::: Provided records

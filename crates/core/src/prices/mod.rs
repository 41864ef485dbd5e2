//! Prices module - the price oracle contract and its cache/durable service.

mod price_model;
mod price_service;
mod price_traits;

pub use price_model::*;
pub use price_service::PriceService;
pub use price_traits::*;

#[cfg(test)]
mod price_service_tests;
//! Per-portfolio dirty markers.
//!
//! A marker is an epoch-millis timestamp with a TTL. Presence means "the
//! cached valuation may be stale". Writes overwrite unconditionally
//! (last-writer-wins); only the monotone growth of the timestamp matters to
//! the clearing protocol, never accumulation. The timestamp doubles as a
//! fencing token: a worker may only clear a marker that is not newer than
//! its own start time, and the comparison happens inside the store's atomic
//! compare-and-delete.

use std::sync::Arc;

use chrono::Utc;
use log::warn;

use crate::cache::CacheStoreTrait;
use crate::constants::DIRTY_MARKER_TTL_SECS;
use crate::errors::Result;

pub fn dirty_key(portfolio_id: &str) -> String {
    format!("portfolio:dirty:{}", portfolio_id)
}

#[derive(Clone)]
pub struct StalenessTracker {
    store: Arc<dyn CacheStoreTrait>,
}

impl StalenessTracker {
    pub fn new(store: Arc<dyn CacheStoreTrait>) -> Self {
        Self { store }
    }

    /// Mark the portfolio dirty as of now. Returns the written timestamp.
    pub async fn mark_dirty(&self, portfolio_id: &str) -> Result<i64> {
        let now_millis = Utc::now().timestamp_millis();
        self.store
            .set(
                &dirty_key(portfolio_id),
                &now_millis.to_string(),
                DIRTY_MARKER_TTL_SECS,
            )
            .await?;
        Ok(now_millis)
    }

    /// The current marker timestamp, or `None` when the portfolio is clean
    /// (or the marker expired).
    pub async fn dirty_at(&self, portfolio_id: &str) -> Result<Option<i64>> {
        let raw = self.store.get(&dirty_key(portfolio_id)).await?;
        Ok(raw.and_then(|s| match s.parse::<i64>() {
            Ok(millis) => Some(millis),
            Err(_) => {
                warn!(
                    "Ignoring non-numeric dirty marker for portfolio {}: {:?}",
                    portfolio_id, s
                );
                None
            }
        }))
    }

    /// Clear the marker iff it has not been superseded by a newer write,
    /// i.e. its value is `<= as_of_millis`. Runs as a single store-side
    /// compare-and-delete, so a slow worker can never erase evidence left by
    /// a write that arrived after it started reading. Returns whether the
    /// marker was cleared.
    pub async fn clear_if_not_superseded(
        &self,
        portfolio_id: &str,
        as_of_millis: i64,
    ) -> Result<bool> {
        let cleared = self
            .store
            .delete_if_lte(&dirty_key(portfolio_id), as_of_millis)
            .await?;
        Ok(cleared)
    }
}
//! # SQL Parser - Recursive Descent with Precedence Climbing
//!
//! Hand-written parser turning a token stream into the arena-allocated AST
//! of [`crate::ast`]. Statement structure is parsed by recursive descent;
//! expressions use a Pratt-style loop whose binding powers derive from the
//! [`BinaryOperator`] declaration order.
//!
//! ```text
//! Input SQL → Lexer → Parser → AST (arena-allocated) + diagnostics
//! ```
//!
//! ## Supported Statements
//!
//! `CREATE TABLE`, `DROP TABLE`, `DELETE`, and `SELECT`, each terminated by
//! `;`. A `WITH [RECURSIVE]` prefix is accepted before `DELETE` and
//! `SELECT` and rejected before the DDL statements.
//!
//! ## Error Recovery
//!
//! The parser never aborts. A mismatched token records a diagnostic and the
//! parser proceeds as if the expected token had been present, without
//! consuming anything; an unparseable expression or statement becomes the
//! `Error` sentinel. After a statement-level failure the parser
//! resynchronizes at the next `;` so later statements still parse. Callers
//! should check [`Parser::has_errors`] before trusting a result.
//!
//! ## Lookahead
//!
//! One current token plus an explicit two-token peek buffer, enough to
//! disambiguate `table.*` result columns and `NOT LIKE`-style inverted
//! operators. The lexer is never rewound.

use crate::ast::*;
use crate::lexer::Lexer;
use crate::token::{Token, TokenKind};
use bumpalo::Bump;
use std::fmt;


const UNARY_BP: u8 = 17;
const COLLATE_BP: u8 = 17;
const COMPARISON_BP: u8 = 5;

/// A recorded diagnostic. Messages live in the parse arena.
#[derive(Debug, Clone, Copy)]
pub struct ParseError<'a> {
    pub message: &'a str,
    pub line: u32,
    pub column: u32,
}

impl fmt::Display for ParseError<'_> {
    fn fmt(&self, f: &mut fmt::Formatter<'_>) -> fmt::Result {
        write!(f, "{} (line {}, column {})", self.message, self.line, self.column)
    }
}

pub struct Parser<'a> {
    lexer: Lexer<'a>,
    arena: &'a Bump,
    current: Token<'a>,
    lookahead: Vec<Token<'a>>,
    errors: Vec<ParseError<'a>>,
}
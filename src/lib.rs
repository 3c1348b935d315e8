//! # sqlfront - SQL Statement Front End
//!
//! A hand-written SQL lexer, recursive descent parser, and arena-allocated
//! AST covering `CREATE TABLE`, `DROP TABLE`, `DELETE`, and `SELECT`
//! statements with common table expressions, a full expression grammar, and
//! non-fatal error recovery.
//!
//! ## Architecture
//!
//! ```text
//! source text → Lexer → Parser → AST (arena-allocated) + diagnostics
//! ```
//!
//! - [`lexer`]: zero-copy tokenizer; tokens borrow from the input and carry
//!   1-based line/column positions
//! - [`ast`]: `Copy` node types allocated in a caller-provided
//!   [`bumpalo::Bump`] arena
//! - [`parser`]: recursive descent with precedence-climbing expressions;
//!   syntax errors accumulate instead of aborting, and malformed subtrees
//!   are represented by `Error` sentinels
//!
//! ## Usage
//!
//! ```ignore
//! use bumpalo::Bump;
//! use sqlfront::{Parser, Statement};
//!
//! let arena = Bump::new();
//! let mut parser = Parser::new("SELECT * FROM users WHERE id = 1;", &arena);
//! let statement = parser.next_statement();
//! if parser.has_errors() {
//!     eprintln!("{}", parser.errors()[0]);
//! } else if let Statement::Select(select) = statement {
//!     println!("{} result columns", select.result_column_list.len());
//! }
//! ```
//!
//! The AST lives as long as the arena and the input string; dropping the
//! arena frees every node at once.

pub mod ast;
pub mod lexer;
pub mod parser;
pub mod token;

pub use ast::*;
pub use lexer::Lexer;
pub use parser::{ParseError, Parser};
pub use token::{Token, TokenKind};

use bumpalo::Bump;
use eyre::{bail, Result};

/// Parses every `;`-terminated statement in `sql`, failing with the first
/// recorded diagnostic. Empty input is an error.
pub fn parse<'a>(sql: &'a str, arena: &'a Bump) -> Result<Vec<Statement<'a>>> {
    let mut parser = Parser::new(sql, arena);
    let mut statements = Vec::new();
    loop {
        statements.push(parser.next_statement());
        if parser.has_errors() || parser.is_at_end() {
            break;
        }
    }
    if let Some(error) = parser.errors().first() {
        bail!("{}", error);
    }
    Ok(statements)
}

#[cfg(test)]
mod tests {
    use super::*;

    #[test]
    fn parse_multiple_statements() {
        let arena = Bump::new();
        let statements = parse(
            "CREATE TABLE t ( c );\nSELECT * FROM t;\nDROP TABLE t;",
            &arena,
        )
        .unwrap();
        assert_eq!(statements.len(), 3);
        assert!(matches!(statements[0], Statement::CreateTable(_)));
        assert!(matches!(statements[1], Statement::Select(_)));
        assert!(matches!(statements[2], Statement::DropTable(_)));
    }

    #[test]
    fn parse_reports_first_diagnostic() {
        let arena = Bump::new();
        let error = parse("SELECT * FROM;", &arena).unwrap_err();
        assert!(error.to_string().contains("Unexpected token"));
    }

    #[test]
    fn parse_empty_input_is_an_error() {
        let arena = Bump::new();
        assert!(parse("", &arena).is_err());
    }
}
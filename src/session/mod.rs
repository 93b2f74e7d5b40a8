//! Cookie-carried server-side sessions.
//!
//! A [`Manager`] turns each request into a [`Session`]: the id comes from the
//! session cookie (or is generated), the state is loaded from the configured
//! [`Storage`](crate::storage::Storage), handlers read and write it in memory,
//! and [`Session::save`] commits it back together with the cookie.
//!
//! ```rust,no_run
//! use tether::session::{Config, Manager};
//! use tether::{Request, Response};
//!
//! async fn login(sessions: Manager, mut req: Request) -> Response {
//!     let mut session = sessions.get(&mut req);
//!     session.set("user", "alice");
//!
//!     let mut res = Response::text("welcome");
//!     if session.save(&mut res).is_err() {
//!         return Response::status(http::StatusCode::INTERNAL_SERVER_ERROR);
//!     }
//!     res
//! }
//! ```
//!
//! Concurrent requests carrying the same id are not serialised against each
//! other: the last `save` wins.

mod config;
mod db;
mod handle;
mod manager;

pub use config::{uuid_generator, Config, KeyGenerator, DEFAULT_COOKIE_NAME, DEFAULT_EXPIRATION};
pub use db::Db;
pub use handle::Session;
pub use manager::Manager;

::::::

Requirement:
Look through the entries and find each line that has the string "filename". Copy those lines.

Answer area:
filename crates/core/src/prices/mod.rs
filename src/lib.rs
filename src/session/mod.rs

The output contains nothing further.